Department of Psychiatry and Electroconvulsive Therapy Center, Dongguk University International Hospital, Goyang, South Korea; Institute of Clinical Psychopharmacology, Dongguk University College of Medicine, Goyang, South Korea.

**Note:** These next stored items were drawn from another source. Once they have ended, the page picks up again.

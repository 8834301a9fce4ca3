//! MySQL implementation of the TokenRepository trait.
//!
//! State transitions are single conditional `UPDATE` statements; the number of
//! affected rows tells the caller whether its transition won.

use async_trait::async_trait;
use chrono::{DateTime, Utc};
use sqlx::{MySqlPool, Row};
use uuid::Uuid;

use gp_core::domain::entities::access_token::{AccessToken, DeliveryChannel, TokenStatus};
use gp_core::errors::{DomainError, TokenError};
use gp_core::repositories::TokenRepository;

const TOKEN_COLUMNS: &str =
    "id, token_value, student_id, delivery_channel, semester, status, expires_at, used_at, created_at";

/// MySQL implementation of TokenRepository
pub struct MySqlTokenRepository {
    pool: MySqlPool,
}

impl MySqlTokenRepository {
    /// Create a new MySQL token repository
    ///
    /// # Arguments
    /// * `pool` - MySQL connection pool from SQLx
    pub fn new(pool: MySqlPool) -> Self {
        Self { pool }
    }

    /// Convert database row to AccessToken entity
    fn row_to_token(row: &sqlx::mysql::MySqlRow) -> Result<AccessToken, DomainError> {
        let id: String = row
            .try_get("id")
            .map_err(|e| DomainError::internal(format!("Failed to get id: {}", e)))?;
        let student_id: String = row
            .try_get("student_id")
            .map_err(|e| DomainError::internal(format!("Failed to get student_id: {}", e)))?;
        let channel: String = row
            .try_get("delivery_channel")
            .map_err(|e| DomainError::internal(format!("Failed to get delivery_channel: {}", e)))?;
        let status: String = row
            .try_get("status")
            .map_err(|e| DomainError::internal(format!("Failed to get status: {}", e)))?;

        Ok(AccessToken {
            id: Uuid::parse_str(&id)
                .map_err(|e| DomainError::internal(format!("Invalid token UUID: {}", e)))?,
            value: row
                .try_get("token_value")
                .map_err(|e| DomainError::internal(format!("Failed to get token_value: {}", e)))?,
            student_id: Uuid::parse_str(&student_id)
                .map_err(|e| DomainError::internal(format!("Invalid student UUID: {}", e)))?,
            delivery_channel: channel.parse::<DeliveryChannel>().map_err(DomainError::internal)?,
            semester: row
                .try_get("semester")
                .map_err(|e| DomainError::internal(format!("Failed to get semester: {}", e)))?,
            status: status.parse::<TokenStatus>().map_err(DomainError::internal)?,
            expires_at: row
                .try_get::<DateTime<Utc>, _>("expires_at")
                .map_err(|e| DomainError::internal(format!("Failed to get expires_at: {}", e)))?,
            used_at: row
                .try_get::<Option<DateTime<Utc>>, _>("used_at")
                .map_err(|e| DomainError::internal(format!("Failed to get used_at: {}", e)))?,
            created_at: row
                .try_get::<DateTime<Utc>, _>("created_at")
                .map_err(|e| DomainError::internal(format!("Failed to get created_at: {}", e)))?,
        })
    }

    async fn fetch_one_where(
        &self,
        clause: &str,
        param: String,
    ) -> Result<Option<AccessToken>, DomainError> {
        let query = format!(
            "SELECT {} FROM access_tokens WHERE {} = ? LIMIT 1",
            TOKEN_COLUMNS, clause
        );
        let row = sqlx::query(&query)
            .bind(param)
            .fetch_optional(&self.pool)
            .await
            .map_err(|e| DomainError::internal(format!("Failed to find token: {}", e)))?;

        row.as_ref().map(Self::row_to_token).transpose()
    }
}

#[async_trait]
impl TokenRepository for MySqlTokenRepository {
    async fn save(&self, token: AccessToken) -> Result<AccessToken, DomainError> {
        let query = r#"
            INSERT INTO access_tokens (
                id, token_value, student_id, delivery_channel, semester,
                status, expires_at, used_at, created_at
            ) VALUES (?, ?, ?, ?, ?, ?, ?, ?, ?)
        "#;

        sqlx::query(query)
            .bind(token.id.to_string())
            .bind(&token.value)
            .bind(token.student_id.to_string())
            .bind(token.delivery_channel.as_str())
            .bind(token.semester)
            .bind(token.status.as_str())
            .bind(token.expires_at)
            .bind(token.used_at)
            .bind(token.created_at)
            .execute(&self.pool)
            .await
            .map_err(|e| match e {
                sqlx::Error::Database(db) if db.is_unique_violation() => {
                    DomainError::from(TokenError::DuplicateValue)
                }
                other => DomainError::internal(format!("Failed to save access token: {}", other)),
            })?;

        Ok(token)
    }

    async fn find_by_value(&self, value: &str) -> Result<Option<AccessToken>, DomainError> {
        self.fetch_one_where("token_value", value.to_string()).await
    }

    async fn find_by_id(&self, id: Uuid) -> Result<Option<AccessToken>, DomainError> {
        self.fetch_one_where("id", id.to_string()).await
    }

    async fn list_all(&self) -> Result<Vec<AccessToken>, DomainError> {
        let query = format!(
            "SELECT {} FROM access_tokens ORDER BY created_at DESC",
            TOKEN_COLUMNS
        );
        let rows = sqlx::query(&query)
            .fetch_all(&self.pool)
            .await
            .map_err(|e| DomainError::internal(format!("Failed to list access tokens: {}", e)))?;

        rows.iter().map(Self::row_to_token).collect()
    }

    async fn expire_stale(&self, now: DateTime<Utc>) -> Result<usize, DomainError> {
        let result = sqlx::query(
            "UPDATE access_tokens SET status = 'Expired' WHERE status = 'Active' AND expires_at < ?",
        )
        .bind(now)
        .execute(&self.pool)
        .await
        .map_err(|e| DomainError::internal(format!("Failed to expire stale tokens: {}", e)))?;

        Ok(result.rows_affected() as usize)
    }

    async fn mark_used(&self, id: Uuid, now: DateTime<Utc>) -> Result<bool, DomainError> {
        let result = sqlx::query(
            r#"
            UPDATE access_tokens
            SET status = 'Used', used_at = ?
            WHERE id = ? AND status = 'Active' AND expires_at >= ?
            "#,
        )
        .bind(now)
        .bind(id.to_string())
        .bind(now)
        .execute(&self.pool)
        .await
        .map_err(|e| DomainError::internal(format!("Failed to mark token used: {}", e)))?;

        Ok(result.rows_affected() == 1)
    }

    async fn revoke(&self, id: Uuid) -> Result<bool, DomainError> {
        let result = sqlx::query(
            "UPDATE access_tokens SET status = 'Expired' WHERE id = ? AND status = 'Active'",
        )
        .bind(id.to_string())
        .execute(&self.pool)
        .await
        .map_err(|e| DomainError::internal(format!("Failed to revoke token: {}", e)))?;

        Ok(result.rows_affected() == 1)
    }
}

Department of Psychiatry, Eulji University Hospital, Daejeon, South Korea.

出版信息

Psychiatry Res. 2019 Mar;273:759-766. doi: 10.1016/j.psychres.2019.02.008. Epub 2019 Feb 5.

Abstract

Electroconvulsive therapy (ECT) has been suggested as a treatment for augmenting the response to clozapine in patients that do not respond well to clozapine alone and maintenance ECT (M-ECT) had also been recommended to sustain improvement. This retrospective study of up to 2 years of observation was conducted to explore whether M-ECT is beneficial for long-term maintenance of the symptom remission elicited by acute ECT. Positive and Negative Syndrome Scale (PANSS) were plotted for each patient and compared using a linear mixed-effect model. A total of thirty-eight patients were followed and classified into three groups: (1) clozapine alone (CZP, n = 15), (2) acute ECT only (A-ECT, n = 11), and (3) acute ECT with M-ECT (M-ECT, n = 12). The mean number and interval of ECT sessions during the maintenance period in the M-ECT group were 39.0 ± 26.7 and 15.6 ± 8.4 days, respectively. The slope of the M-ECT group eventually declined, but that of the A-ECT group gradually increased back to the pre-ECT level. No persistent or serious adverse effects were observed. In conclusion, A-ECT augmented the effect of clozapine, but M-ECT was required for sustaining symptom improvement.

摘要

电抽搐治疗(ECT)已被提议作为一种治疗方法,用于增强对氯氮平反应不佳的患者的反应,并且还建议维持性 ECT(M-ECT)以维持改善。这项长达 2 年的观察回顾性研究旨在探讨 M-ECT 是否有益于急性 ECT 引起的症状缓解的长期维持。为每位患者绘制阳性和阴性综合征量表(PANSS),并使用线性混合效应模型进行比较。共随访了 38 名患者,并分为三组:(1)氯氮平单独治疗(CZP,n=15);(2)仅急性 ECT(A-ECT,n=11);和(3)急性 ECT 加 M-ECT(M-ECT,n=12)。M-ECT 组在维持期的 ECT 疗程数和间隔分别为 39.0±26.7 和 15.6±8.4 天。M-ECT 组的斜率最终下降,但 A-ECT 组的斜率逐渐回升至 ECT 前水平。未观察到持续或严重的不良反应。总之,A-ECT 增强了氯氮平的疗效,但需要 M-ECT 来维持症状改善。